● **What the exercise asks**: Whenever a line in this data holds the word "least", report that line in full.

● **Stored items**:
-- Opening Marker --

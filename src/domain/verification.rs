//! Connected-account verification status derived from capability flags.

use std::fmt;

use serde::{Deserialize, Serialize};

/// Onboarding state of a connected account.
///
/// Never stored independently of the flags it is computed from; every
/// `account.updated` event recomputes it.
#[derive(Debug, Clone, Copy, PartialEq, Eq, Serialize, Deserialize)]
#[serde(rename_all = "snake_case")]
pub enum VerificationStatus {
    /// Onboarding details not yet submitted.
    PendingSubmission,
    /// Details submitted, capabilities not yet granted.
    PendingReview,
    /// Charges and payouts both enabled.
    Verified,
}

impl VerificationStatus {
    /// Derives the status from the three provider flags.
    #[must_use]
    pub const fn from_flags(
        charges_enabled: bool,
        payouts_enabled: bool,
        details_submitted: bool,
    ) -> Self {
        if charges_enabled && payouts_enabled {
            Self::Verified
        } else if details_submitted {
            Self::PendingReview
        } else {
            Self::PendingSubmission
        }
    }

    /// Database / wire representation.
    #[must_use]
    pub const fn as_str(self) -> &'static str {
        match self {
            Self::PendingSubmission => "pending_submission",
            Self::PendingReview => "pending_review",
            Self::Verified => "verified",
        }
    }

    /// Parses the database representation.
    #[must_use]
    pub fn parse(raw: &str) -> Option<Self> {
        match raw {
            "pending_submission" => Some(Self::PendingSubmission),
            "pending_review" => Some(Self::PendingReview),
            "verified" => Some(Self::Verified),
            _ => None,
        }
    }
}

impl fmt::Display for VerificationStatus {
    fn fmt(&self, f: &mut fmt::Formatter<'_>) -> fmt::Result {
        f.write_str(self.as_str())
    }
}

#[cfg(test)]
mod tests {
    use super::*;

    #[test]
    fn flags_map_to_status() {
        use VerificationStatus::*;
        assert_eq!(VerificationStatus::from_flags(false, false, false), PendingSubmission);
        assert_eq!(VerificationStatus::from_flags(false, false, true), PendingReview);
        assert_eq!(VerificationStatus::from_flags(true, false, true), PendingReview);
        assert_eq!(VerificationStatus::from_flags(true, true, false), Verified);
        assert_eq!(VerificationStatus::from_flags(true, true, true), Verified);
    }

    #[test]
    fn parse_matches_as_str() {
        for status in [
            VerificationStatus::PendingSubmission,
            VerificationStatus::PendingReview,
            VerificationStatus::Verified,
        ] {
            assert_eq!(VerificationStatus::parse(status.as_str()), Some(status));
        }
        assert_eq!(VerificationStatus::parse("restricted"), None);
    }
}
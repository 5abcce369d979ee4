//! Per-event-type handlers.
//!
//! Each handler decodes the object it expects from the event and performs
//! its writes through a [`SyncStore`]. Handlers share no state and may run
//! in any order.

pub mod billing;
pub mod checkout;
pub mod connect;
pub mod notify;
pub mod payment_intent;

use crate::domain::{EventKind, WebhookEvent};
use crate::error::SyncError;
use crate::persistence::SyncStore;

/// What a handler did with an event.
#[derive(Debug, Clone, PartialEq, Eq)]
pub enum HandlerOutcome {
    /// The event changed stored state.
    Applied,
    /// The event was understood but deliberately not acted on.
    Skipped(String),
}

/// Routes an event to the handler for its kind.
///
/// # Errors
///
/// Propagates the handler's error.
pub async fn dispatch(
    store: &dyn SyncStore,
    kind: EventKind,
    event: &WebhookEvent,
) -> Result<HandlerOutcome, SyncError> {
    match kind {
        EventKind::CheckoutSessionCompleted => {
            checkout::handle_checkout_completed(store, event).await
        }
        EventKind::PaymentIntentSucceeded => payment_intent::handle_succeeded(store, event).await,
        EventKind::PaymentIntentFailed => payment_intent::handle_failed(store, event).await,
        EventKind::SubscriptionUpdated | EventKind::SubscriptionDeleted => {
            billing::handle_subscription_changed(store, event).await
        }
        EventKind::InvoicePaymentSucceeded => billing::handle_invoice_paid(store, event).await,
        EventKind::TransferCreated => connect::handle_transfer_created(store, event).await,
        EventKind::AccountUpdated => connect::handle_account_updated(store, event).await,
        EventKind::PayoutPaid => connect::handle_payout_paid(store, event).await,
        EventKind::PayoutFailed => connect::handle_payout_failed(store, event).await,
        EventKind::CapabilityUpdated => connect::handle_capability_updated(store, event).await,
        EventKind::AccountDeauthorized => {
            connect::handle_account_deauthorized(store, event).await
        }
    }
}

-- Closing Marker --
-- Opening Marker --

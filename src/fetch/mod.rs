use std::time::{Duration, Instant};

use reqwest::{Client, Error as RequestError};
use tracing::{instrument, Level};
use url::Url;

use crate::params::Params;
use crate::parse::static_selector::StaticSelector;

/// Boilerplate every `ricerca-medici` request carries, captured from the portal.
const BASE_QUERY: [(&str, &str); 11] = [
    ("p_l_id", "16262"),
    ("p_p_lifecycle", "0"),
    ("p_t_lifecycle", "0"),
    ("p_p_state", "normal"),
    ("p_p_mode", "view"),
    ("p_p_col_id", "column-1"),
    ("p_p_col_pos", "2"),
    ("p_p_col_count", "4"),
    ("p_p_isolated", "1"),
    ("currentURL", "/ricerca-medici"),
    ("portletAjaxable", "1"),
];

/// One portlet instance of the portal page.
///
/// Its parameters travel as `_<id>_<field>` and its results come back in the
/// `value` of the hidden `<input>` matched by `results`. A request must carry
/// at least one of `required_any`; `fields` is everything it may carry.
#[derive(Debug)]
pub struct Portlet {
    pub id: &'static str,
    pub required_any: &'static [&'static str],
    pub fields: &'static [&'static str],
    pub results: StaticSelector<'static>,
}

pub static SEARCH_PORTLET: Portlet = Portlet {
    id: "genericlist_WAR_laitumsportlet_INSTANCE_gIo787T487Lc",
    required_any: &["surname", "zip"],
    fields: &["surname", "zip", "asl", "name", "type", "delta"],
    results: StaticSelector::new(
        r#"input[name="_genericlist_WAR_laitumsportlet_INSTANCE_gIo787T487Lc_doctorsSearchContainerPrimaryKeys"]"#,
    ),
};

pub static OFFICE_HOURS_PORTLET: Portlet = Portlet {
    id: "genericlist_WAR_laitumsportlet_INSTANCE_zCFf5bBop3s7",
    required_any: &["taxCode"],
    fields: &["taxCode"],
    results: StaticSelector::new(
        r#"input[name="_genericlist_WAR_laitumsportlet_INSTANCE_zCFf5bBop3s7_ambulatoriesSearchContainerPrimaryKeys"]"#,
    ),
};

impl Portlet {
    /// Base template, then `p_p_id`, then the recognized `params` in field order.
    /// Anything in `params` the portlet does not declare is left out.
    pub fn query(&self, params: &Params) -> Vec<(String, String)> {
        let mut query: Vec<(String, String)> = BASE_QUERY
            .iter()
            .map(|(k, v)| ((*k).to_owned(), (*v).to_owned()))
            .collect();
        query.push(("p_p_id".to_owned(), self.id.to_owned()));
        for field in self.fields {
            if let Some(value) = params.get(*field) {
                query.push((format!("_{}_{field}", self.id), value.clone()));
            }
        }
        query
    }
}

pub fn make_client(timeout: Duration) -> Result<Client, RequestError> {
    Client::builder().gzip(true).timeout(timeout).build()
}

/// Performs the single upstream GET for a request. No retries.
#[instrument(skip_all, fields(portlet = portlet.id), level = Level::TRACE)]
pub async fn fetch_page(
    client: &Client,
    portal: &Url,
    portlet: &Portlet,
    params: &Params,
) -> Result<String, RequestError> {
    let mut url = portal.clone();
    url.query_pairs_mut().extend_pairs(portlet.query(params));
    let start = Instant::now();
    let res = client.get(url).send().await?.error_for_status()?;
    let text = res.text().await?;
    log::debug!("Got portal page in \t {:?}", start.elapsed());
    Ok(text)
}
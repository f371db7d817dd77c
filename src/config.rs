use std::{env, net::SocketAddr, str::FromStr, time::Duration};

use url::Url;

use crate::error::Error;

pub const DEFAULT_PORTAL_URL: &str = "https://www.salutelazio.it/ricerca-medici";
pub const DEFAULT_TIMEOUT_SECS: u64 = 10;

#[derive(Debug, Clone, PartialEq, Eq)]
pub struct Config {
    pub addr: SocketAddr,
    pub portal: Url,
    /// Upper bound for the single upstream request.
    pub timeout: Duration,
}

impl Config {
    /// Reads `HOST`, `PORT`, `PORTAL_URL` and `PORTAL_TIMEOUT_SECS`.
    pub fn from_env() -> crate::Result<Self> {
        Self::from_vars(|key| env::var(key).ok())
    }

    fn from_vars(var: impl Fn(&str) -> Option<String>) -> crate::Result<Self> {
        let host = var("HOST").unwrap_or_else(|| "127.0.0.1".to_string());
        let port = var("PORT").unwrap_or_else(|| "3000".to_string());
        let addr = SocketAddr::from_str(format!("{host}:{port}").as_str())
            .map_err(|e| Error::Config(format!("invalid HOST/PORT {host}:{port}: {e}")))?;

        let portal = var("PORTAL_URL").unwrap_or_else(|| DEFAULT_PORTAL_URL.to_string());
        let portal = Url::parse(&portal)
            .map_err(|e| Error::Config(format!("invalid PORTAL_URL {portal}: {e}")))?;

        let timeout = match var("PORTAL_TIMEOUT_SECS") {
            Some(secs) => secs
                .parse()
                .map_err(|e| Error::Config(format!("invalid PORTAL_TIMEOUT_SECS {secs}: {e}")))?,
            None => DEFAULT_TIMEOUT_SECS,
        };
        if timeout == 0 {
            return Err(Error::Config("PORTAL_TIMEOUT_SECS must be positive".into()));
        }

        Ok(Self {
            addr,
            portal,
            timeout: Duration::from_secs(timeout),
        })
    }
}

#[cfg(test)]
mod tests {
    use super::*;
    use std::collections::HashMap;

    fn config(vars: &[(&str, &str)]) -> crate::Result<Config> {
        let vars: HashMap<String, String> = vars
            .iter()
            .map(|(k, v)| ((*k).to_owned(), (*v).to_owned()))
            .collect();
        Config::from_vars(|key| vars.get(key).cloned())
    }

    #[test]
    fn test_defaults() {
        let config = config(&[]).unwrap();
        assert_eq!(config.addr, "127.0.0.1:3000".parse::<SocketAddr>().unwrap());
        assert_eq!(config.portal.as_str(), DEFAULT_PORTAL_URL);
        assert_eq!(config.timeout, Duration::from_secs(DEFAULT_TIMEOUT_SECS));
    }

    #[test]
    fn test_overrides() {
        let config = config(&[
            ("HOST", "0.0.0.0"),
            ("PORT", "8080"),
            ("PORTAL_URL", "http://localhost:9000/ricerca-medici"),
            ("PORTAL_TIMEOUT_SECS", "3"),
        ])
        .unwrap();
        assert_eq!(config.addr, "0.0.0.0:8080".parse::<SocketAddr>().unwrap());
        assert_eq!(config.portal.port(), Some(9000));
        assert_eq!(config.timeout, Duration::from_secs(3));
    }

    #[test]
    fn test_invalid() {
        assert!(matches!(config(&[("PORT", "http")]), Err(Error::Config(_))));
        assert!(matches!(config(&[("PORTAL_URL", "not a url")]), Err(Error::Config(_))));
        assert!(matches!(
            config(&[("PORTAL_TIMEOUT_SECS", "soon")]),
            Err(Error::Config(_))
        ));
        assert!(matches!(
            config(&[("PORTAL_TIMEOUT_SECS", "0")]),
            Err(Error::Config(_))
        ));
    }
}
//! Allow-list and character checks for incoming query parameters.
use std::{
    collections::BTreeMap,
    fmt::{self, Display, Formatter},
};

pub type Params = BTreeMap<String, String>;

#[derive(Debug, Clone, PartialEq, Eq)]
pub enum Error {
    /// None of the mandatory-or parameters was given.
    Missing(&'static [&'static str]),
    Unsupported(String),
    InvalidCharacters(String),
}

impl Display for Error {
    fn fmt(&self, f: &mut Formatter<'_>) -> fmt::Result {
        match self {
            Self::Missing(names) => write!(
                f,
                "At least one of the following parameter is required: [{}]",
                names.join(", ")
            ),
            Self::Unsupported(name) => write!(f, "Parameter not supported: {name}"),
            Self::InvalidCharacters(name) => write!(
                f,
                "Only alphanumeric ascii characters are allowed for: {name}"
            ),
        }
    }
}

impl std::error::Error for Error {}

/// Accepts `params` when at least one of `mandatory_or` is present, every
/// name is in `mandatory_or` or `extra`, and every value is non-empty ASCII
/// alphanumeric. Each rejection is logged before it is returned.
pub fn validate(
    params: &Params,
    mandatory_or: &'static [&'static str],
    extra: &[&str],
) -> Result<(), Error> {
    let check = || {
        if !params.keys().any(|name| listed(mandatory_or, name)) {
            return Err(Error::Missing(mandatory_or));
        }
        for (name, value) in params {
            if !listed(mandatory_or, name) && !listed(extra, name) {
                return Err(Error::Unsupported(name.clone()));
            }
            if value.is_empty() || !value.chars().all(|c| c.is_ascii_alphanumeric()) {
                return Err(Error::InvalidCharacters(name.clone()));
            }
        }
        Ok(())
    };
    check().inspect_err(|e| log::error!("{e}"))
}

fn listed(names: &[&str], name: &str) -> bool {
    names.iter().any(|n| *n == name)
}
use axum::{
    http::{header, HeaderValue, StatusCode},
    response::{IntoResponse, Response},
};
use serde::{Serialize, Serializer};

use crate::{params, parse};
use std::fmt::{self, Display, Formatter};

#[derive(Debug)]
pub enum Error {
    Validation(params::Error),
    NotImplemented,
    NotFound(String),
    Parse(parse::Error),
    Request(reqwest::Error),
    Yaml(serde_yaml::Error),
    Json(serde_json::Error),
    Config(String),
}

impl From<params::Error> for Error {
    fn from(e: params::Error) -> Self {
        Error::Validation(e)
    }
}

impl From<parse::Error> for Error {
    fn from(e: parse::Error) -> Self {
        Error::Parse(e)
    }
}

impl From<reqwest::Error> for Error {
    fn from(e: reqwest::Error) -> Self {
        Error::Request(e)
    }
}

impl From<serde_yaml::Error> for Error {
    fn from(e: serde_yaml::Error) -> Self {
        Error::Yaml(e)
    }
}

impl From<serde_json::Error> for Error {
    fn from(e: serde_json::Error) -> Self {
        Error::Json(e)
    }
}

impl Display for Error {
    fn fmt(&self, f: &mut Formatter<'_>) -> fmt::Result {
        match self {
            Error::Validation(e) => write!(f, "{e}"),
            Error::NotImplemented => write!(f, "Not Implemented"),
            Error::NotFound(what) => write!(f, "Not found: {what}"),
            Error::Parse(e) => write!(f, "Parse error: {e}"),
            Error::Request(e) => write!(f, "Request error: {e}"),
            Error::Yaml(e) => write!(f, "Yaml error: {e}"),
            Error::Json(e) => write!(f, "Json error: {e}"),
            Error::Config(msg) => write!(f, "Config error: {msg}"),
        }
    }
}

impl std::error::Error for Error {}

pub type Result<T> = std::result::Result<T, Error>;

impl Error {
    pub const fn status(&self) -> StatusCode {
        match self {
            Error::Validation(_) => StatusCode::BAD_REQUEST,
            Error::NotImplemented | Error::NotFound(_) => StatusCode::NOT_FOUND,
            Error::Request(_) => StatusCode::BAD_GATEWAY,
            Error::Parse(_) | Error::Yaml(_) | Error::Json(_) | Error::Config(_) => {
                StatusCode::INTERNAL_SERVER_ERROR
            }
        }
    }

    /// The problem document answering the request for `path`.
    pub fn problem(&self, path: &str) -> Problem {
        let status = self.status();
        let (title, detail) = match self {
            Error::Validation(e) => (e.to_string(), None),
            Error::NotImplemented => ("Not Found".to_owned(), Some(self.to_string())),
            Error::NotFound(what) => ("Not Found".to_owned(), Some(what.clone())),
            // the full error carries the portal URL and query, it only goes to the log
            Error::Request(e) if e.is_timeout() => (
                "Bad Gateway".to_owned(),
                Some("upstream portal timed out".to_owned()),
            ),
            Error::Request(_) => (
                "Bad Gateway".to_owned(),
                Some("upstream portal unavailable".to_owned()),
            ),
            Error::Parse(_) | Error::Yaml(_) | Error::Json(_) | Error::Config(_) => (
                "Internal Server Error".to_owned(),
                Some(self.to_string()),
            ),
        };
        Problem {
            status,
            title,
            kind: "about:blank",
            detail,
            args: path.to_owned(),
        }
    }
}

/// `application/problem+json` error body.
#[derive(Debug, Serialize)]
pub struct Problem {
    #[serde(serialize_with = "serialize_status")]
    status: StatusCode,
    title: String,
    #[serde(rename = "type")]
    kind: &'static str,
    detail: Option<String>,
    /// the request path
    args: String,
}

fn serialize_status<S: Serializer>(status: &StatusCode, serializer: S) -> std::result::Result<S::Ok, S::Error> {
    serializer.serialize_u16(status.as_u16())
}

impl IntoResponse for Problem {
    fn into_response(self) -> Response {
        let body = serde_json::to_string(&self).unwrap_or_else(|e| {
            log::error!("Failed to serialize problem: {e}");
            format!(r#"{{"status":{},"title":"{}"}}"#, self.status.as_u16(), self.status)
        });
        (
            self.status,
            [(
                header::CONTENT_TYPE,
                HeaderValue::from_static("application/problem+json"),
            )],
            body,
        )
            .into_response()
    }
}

-- Closing Marker --
-- Opening Marker --

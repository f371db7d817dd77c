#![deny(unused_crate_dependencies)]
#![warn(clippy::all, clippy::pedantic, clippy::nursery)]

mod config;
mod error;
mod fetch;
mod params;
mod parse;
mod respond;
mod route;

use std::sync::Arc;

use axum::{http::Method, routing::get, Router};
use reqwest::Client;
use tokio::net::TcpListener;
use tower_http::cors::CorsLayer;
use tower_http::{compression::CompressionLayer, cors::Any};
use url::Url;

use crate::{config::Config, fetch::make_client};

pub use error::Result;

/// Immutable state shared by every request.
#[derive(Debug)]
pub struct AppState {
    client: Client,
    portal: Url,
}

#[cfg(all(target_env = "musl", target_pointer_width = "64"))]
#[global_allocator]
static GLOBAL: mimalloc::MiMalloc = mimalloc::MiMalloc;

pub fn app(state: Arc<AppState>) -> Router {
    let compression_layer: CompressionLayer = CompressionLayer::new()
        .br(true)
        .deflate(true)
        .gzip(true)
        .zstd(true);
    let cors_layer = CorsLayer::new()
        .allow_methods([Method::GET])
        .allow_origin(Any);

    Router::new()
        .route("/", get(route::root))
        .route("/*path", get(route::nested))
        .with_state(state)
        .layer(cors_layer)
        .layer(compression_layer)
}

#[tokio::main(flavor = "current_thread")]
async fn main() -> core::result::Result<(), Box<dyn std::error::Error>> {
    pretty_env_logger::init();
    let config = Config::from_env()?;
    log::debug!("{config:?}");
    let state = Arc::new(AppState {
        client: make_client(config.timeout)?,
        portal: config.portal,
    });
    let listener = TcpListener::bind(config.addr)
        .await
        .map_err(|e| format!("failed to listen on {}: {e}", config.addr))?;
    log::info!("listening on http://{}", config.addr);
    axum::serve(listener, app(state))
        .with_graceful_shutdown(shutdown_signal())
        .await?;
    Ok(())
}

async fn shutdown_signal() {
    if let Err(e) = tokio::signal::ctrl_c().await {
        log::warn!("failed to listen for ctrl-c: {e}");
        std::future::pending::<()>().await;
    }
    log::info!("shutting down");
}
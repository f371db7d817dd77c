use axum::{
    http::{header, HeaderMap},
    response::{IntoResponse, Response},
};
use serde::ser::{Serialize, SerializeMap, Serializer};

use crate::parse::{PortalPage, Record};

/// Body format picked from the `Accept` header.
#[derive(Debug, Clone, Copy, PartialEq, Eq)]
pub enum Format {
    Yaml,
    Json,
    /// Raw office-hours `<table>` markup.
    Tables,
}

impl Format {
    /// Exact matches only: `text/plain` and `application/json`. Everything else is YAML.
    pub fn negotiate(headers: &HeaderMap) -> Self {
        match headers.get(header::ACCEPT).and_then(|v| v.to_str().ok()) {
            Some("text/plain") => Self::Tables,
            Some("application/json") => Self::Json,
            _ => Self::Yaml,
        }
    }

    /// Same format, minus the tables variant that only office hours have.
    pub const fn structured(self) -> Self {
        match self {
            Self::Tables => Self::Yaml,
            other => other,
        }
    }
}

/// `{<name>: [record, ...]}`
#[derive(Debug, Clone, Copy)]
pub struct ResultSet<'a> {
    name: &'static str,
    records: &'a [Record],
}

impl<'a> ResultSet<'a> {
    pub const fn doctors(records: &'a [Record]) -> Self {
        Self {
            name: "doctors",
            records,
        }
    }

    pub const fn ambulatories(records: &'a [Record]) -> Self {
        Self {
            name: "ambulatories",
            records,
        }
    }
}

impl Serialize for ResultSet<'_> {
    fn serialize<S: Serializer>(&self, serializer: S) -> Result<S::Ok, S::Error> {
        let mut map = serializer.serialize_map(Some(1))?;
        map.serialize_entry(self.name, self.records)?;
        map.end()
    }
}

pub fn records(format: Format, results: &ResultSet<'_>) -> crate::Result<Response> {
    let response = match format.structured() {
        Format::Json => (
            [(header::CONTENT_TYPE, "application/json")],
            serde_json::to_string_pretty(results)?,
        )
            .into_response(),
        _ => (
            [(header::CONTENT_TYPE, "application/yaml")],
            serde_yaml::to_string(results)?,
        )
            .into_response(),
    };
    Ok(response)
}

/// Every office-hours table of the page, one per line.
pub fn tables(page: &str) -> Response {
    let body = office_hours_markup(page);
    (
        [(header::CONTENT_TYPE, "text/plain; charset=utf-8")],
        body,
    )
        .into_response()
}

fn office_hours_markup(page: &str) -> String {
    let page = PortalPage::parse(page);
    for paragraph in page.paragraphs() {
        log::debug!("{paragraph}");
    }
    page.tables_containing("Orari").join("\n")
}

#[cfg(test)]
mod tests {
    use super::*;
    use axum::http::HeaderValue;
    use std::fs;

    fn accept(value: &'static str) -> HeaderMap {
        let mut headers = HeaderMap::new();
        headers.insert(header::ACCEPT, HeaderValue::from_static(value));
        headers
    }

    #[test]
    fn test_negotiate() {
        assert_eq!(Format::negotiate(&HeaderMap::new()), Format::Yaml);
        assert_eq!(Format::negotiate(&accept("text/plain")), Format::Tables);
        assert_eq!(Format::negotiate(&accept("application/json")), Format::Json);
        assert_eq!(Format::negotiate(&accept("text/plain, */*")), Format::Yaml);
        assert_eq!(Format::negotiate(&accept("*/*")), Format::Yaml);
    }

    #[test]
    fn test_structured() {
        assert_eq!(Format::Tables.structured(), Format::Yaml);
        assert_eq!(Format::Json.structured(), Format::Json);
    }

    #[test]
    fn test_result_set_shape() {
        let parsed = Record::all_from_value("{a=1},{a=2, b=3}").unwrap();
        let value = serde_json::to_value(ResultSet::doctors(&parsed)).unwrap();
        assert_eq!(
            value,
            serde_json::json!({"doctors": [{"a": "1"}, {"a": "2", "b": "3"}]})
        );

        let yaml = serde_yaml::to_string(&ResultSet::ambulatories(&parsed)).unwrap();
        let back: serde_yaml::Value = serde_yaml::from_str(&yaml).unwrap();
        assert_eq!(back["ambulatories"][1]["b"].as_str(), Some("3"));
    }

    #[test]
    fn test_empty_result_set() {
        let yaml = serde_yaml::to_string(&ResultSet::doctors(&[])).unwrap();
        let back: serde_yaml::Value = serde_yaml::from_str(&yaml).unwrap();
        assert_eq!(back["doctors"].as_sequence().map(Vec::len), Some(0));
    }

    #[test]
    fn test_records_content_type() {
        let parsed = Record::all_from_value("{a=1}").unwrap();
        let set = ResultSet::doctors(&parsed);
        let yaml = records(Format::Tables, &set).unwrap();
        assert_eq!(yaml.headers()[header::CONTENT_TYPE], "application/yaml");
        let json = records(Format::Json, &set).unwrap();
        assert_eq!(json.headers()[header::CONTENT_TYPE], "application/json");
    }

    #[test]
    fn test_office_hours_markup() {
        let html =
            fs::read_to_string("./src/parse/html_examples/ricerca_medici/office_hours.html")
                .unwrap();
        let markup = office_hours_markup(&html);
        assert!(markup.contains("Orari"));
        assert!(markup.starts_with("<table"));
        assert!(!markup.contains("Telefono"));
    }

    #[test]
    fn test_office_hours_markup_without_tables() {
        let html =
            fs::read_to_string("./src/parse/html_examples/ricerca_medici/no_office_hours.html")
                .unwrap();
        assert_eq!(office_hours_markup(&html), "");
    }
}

-- Closing Marker --

● **Task result**:
/// at least one of `required_any`; `fields` is everything it may carry.
                "At least one of the following parameter is required: [{}]",
/// Accepts `params` when at least one of `mandatory_or` is present, every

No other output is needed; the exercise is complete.